At 10:14 AM 8/23/2006, Ralph Campbell wrote:
On Wed, 2006-08-23 at 09:47 -0700, Caitlin Bestler wrote:
> [EMAIL PROTECTED] wrote:
> > Quoting r. john t <[EMAIL PROTECTED]>:
> >> Subject: basic IB doubt
> >>
> >> Hi
> >>
> >> I have a very basic doubt. Suppose Host A is doing RDMA write (say 8
> >> MB) to Host B. When data is copied into Host B's local
> > buffer, is it guaranteed that data will be copied starting
> > from the first location (first buffer address) to the last
> > location (last buffer address)? or it could be in any order?
> >
> > Once B gets a completion (e.g. of a subsequent send), data in
> > its buffer matches that of A, byte for byte.
>
> An excellent and concise answer. That is exactly what the application
> should rely upon, and nothing else. With iWARP this is very explicit,
> because portions of the message not only MAY be placed out of
> order, they SHOULD be when packets have been re-ordered by the
> network. But for *any* RDMA adapter there is no guarantee on
> what order the adapter flushes things to host memory or particularly
> when old contents that may be cached are invalidated or updated.
> The role of the completion is to limit the frequency with which
> the RDMA adapter MUST guarantee coherency with application visible
> buffers.
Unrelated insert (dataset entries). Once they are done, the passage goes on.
//! Selective red refinement of triangle meshes with hanging-node voids.
//!
//! Each target triangle `[v0, v1, v2]` is split into its centre triangle
//! `[m01, m12, m20]` and three corner triangles. Where a target borders a
//! triangle that is not refined, a void `[v_l, v_{l+1}, m]` is inserted so
//! the mesh stays conforming in the void sense.
//!
//! The pipeline runs in stages:
//! 1. *targets*: requested triangles, unique and in range, minus any triangle
//!    touching a void pivot (this also covers the void "ears");
//! 2. *core*: one node per distinct edge of the targets, numbered in edge
//!    code order;
//! 3. *alpha*: targets replaced by centres, corners and voids; midpoints
//!    appended to the point array;
//! 4. *beta*: voids lying on the boundary are dropped; pairs of voids on the
//!    same coarse edge ("twins") are dropped and the new midpoint is merged
//!    into the existing pivot.
//!
//! # Expected invariants
//! - The result keeps every pivot shared by exactly four triangles when the
//!   source did.
//! - Refining an empty selection returns the source mesh unchanged.

use hashbrown::HashSet;

use crate::config::AmrConfig;
use crate::data::refiner::DataRefiner;
use crate::debug_invariants::DebugInvariants;
use crate::geometry::Point2;
use crate::mesh_error::AmrError;
use crate::topology::pairs::{TableMap, edge_codes, norm_table, sympaired};
use crate::topology::trimesh::{TriMesh, Triangle, unique_in_range};
use crate::topology::voids::find_voids;

/// Output of [`refine_mesh`]: the refined mesh and its data transport.
#[derive(Clone, Debug)]
pub struct RefinedMesh {
    pub mesh: TriMesh,
    pub refiner: DataRefiner,
}

/// Refine the listed triangles with default tolerances.
pub fn refine_mesh(mesh: &TriMesh, trinums: &[usize]) -> Result<RefinedMesh, AmrError> {
    refine_mesh_with(mesh, trinums, &AmrConfig::default())
}

/// Refine the listed triangles.
pub fn refine_mesh_with(
    mesh: &TriMesh,
    trinums: &[usize],
    config: &AmrConfig,
) -> Result<RefinedMesh, AmrError> {
    config.validate()?;
    let targets = select_targets(mesh, trinums, config.void_tol);
    if targets.is_empty() {
        if !trinums.is_empty() {
            log::warn!("refine: all {} requested triangles were filtered out", trinums.len());
        }
        return Ok(RefinedMesh {
            mesh: mesh.clone(),
            refiner: DataRefiner::identity(mesh.npoints()),
        });
    }

    let core = CoreStage::new(mesh, &targets);
    let alpha = alpha_mesh(mesh, &targets, &core);
    log::debug!(
        "refine: {} targets, {} midpoints, alpha mesh has {} triangles",
        targets.len(),
        core.points.len(),
        alpha.ntriangs()
    );
    let beta = BetaStage::new(&alpha, config.void_tol);
    let alpha_images = core.alpha_images(mesh.npoints());
    let nodes_images = beta.beta2alpha.iter().map(|&a| alpha_images[a]).collect();

    beta.mesh.debug_assert_invariants();
    Ok(RefinedMesh {
        mesh: beta.mesh,
        refiner: DataRefiner::new(nodes_images, mesh.npoints()),
    })
}

/// Unique in-range targets that do not touch a void pivot.
fn select_targets(mesh: &TriMesh, trinums: &[usize], tol: f64) -> Vec<usize> {
    let voids = find_voids(mesh, tol);
    let pivots: HashSet<usize> = voids.iter().map(|v| v.pivot).collect();
    let ears: HashSet<u64> = voids
        .iter()
        .flat_map(|v| [sympaired(v.east, v.pivot), sympaired(v.pivot, v.west)])
        .collect();
    let triangs = mesh.triangs();
    unique_in_range(trinums, mesh.ntriangs())
        .into_iter()
        .filter(|&t| {
            let tri = &triangs[t];
            !tri.iter().any(|n| pivots.contains(n))
                && !edge_codes(tri).iter().any(|c| ears.contains(c))
        })
        .collect()
}

/// Centre triangles of the targets in local midpoint numbering.
struct CoreStage {
    /// `triangs[r] = [m01, m12, m20]` of target `r`.
    triangs: Vec<Triangle>,
    points: Vec<Point2>,
    /// Edge end points each midpoint was created from.
    hosts: Vec<[usize; 2]>,
    /// Source triangle of every target row.
    parents: Vec<Triangle>,
}

impl CoreStage {
    fn new(mesh: &TriMesh, targets: &[usize]) -> Self {
        let parents: Vec<Triangle> = targets.iter().map(|&t| mesh.triangs()[t]).collect();
        let codes: Vec<[u64; 3]> = parents.iter().map(edge_codes).collect();
        let triangs = norm_table(&codes);
        let nmid = triangs.iter().flatten().max().map_or(0, |&m| m + 1);
        let mut hosts = vec![None; nmid];
        for (r, tri) in triangs.iter().enumerate() {
            for (l, &m) in tri.iter().enumerate() {
                if hosts[m].is_none() {
                    hosts[m] = Some([parents[r][l], parents[r][(l + 1) % 3]]);
                }
            }
        }
        let hosts: Vec<[usize; 2]> = hosts.into_iter().flatten().collect();
        let points = hosts
            .iter()
            .map(|&[a, b]| Point2::midpoint(mesh.point(a), mesh.point(b)))
            .collect();
        Self {
            triangs,
            points,
            hosts,
            parents,
        }
    }

    /// Source images of every alpha node.
    fn alpha_images(&self, npoints: usize) -> Vec<[usize; 2]> {
        (0..npoints)
            .map(|i| [i, i])
            .chain(self.hosts.iter().copied())
            .collect()
    }
}

fn alpha_mesh(mesh: &TriMesh, targets: &[usize], core: &CoreStage) -> TriMesh {
    let np = mesh.npoints();
    let kernels: Vec<Triangle> = core.triangs.iter().map(|t| t.map(|m| m + np)).collect();
    let mut triangs = kernels.clone();
    for (l, side) in [(0usize, 1usize), (1, 2), (2, 0)] {
        triangs.extend(
            kernels
                .iter()
                .zip(&core.parents)
                .map(|(k, v)| [k[l], v[side], k[(l + 1) % 3]]),
        );
    }
    // midpoints used by a single target get a void towards the neighbour
    let table = TableMap::from_rows(&core.triangs);
    triangs.extend(table.at_rank(1).map(|g| {
        let e = g[0];
        let host = core.parents[e.row];
        [host[e.col], host[(e.col + 1) % 3], e.value + np]
    }));
    mesh.deltriangs(targets)
        .add_points(&core.points)
        .add_triangs(&triangs)
}

struct BetaStage {
    mesh: TriMesh,
    /// `beta2alpha[beta node] = alpha node`.
    beta2alpha: Vec<usize>,
}

impl BetaStage {
    fn new(alpha: &TriMesh, tol: f64) -> Self {
        let voids = find_voids(alpha, tol);
        let boundary: HashSet<u64> = alpha.meshedge().codes().into_iter().collect();
        let codes: Vec<u64> = voids.iter().map(|v| sympaired(v.west, v.east)).collect();

        let mut dropped: Vec<usize> = voids
            .iter()
            .zip(&codes)
            .filter(|(_, c)| boundary.contains(*c))
            .map(|(v, _)| v.trinum)
            .collect();
        let mut keep_pivots = Vec::new();
        let mut merge_pivots = Vec::new();
        for g in TableMap::from_column(&codes).at_rank(2) {
            let (a, b) = (voids[g[0].row], voids[g[1].row]);
            dropped.extend([a.trinum, b.trinum]);
            keep_pivots.push(a.pivot.min(b.pivot));
            merge_pivots.push(a.pivot.max(b.pivot));
        }
        let mesh = alpha.deltriangs(&dropped);
        if merge_pivots.is_empty() {
            return Self {
                beta2alpha: (0..mesh.npoints()).collect(),
                mesh,
            };
        }
        log::debug!("refine: merged {} twin voids", merge_pivots.len());
        let cleaned = mesh.relabeled(&merge_pivots, &keep_pivots).delghosts();
        Self {
            mesh: cleaned.mesh,
            beta2alpha: cleaned.old_nodes,
        }
    }
}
The completion not only indicates that the entire message
> was received, but that it has been entirely delivered to host memory.

Actually, A knows the data is in B's memory when A gets the completion
notice.

This is incorrect for both iWARP and IB.  A completion by A only means that the receiving HCA / RNIC has the data and has generated an acknowledgement.  It does not indicate that B has flushed the data to host memory.  Hence, the fault zone remains the HCA / RNIC and while A may free the associated buffer for other usage, it should not rely upon the data being delivered to host memory on B.  This is one of the fault scenarios I raised during the initial RDS transparent recovery assertions.  If A were to issue a RDMA Read to the B targeting the associated RDMA Write memory location, then it can know the data has been placed in B's memory.

 B can't rely on anything unless A uses the RDMA write with
immediate which puts a completion event in B's CQ.
Most applications on B ignore this requirement and test for the last
memory location being modified which usually works but doesn't
guarantee that all the data is in memory.

B cannot rely on anything until a completion is seen either through an immediate or a subsequent Send.  It is not wise to rely upon IHV-specific behaviors when designing an application as even an IHV can change things over time or due to interoperability requirements, things may not work as desired which is definitely a customer complaint that many would like to avoid.

BTW, the reason immediate data is 4 bytes in length is that was what was defined in VIA.  Many within the IBTA wanted to get rid of immediate data but due to the requirement to support legacy VIA applications, the immediate value was left in place.  The need to support a larger value was not apparent.  One needs to keep in mind where the immediate resides within the wire protocol and its usage model.  The past usage was to signal a PID or some other unique identifier that could be used to comprehend which thread of execution should be informed of a particular completion event.  Four bytes is sufficient to communicate such information without significantly complicating or making the wire protocol too inefficient.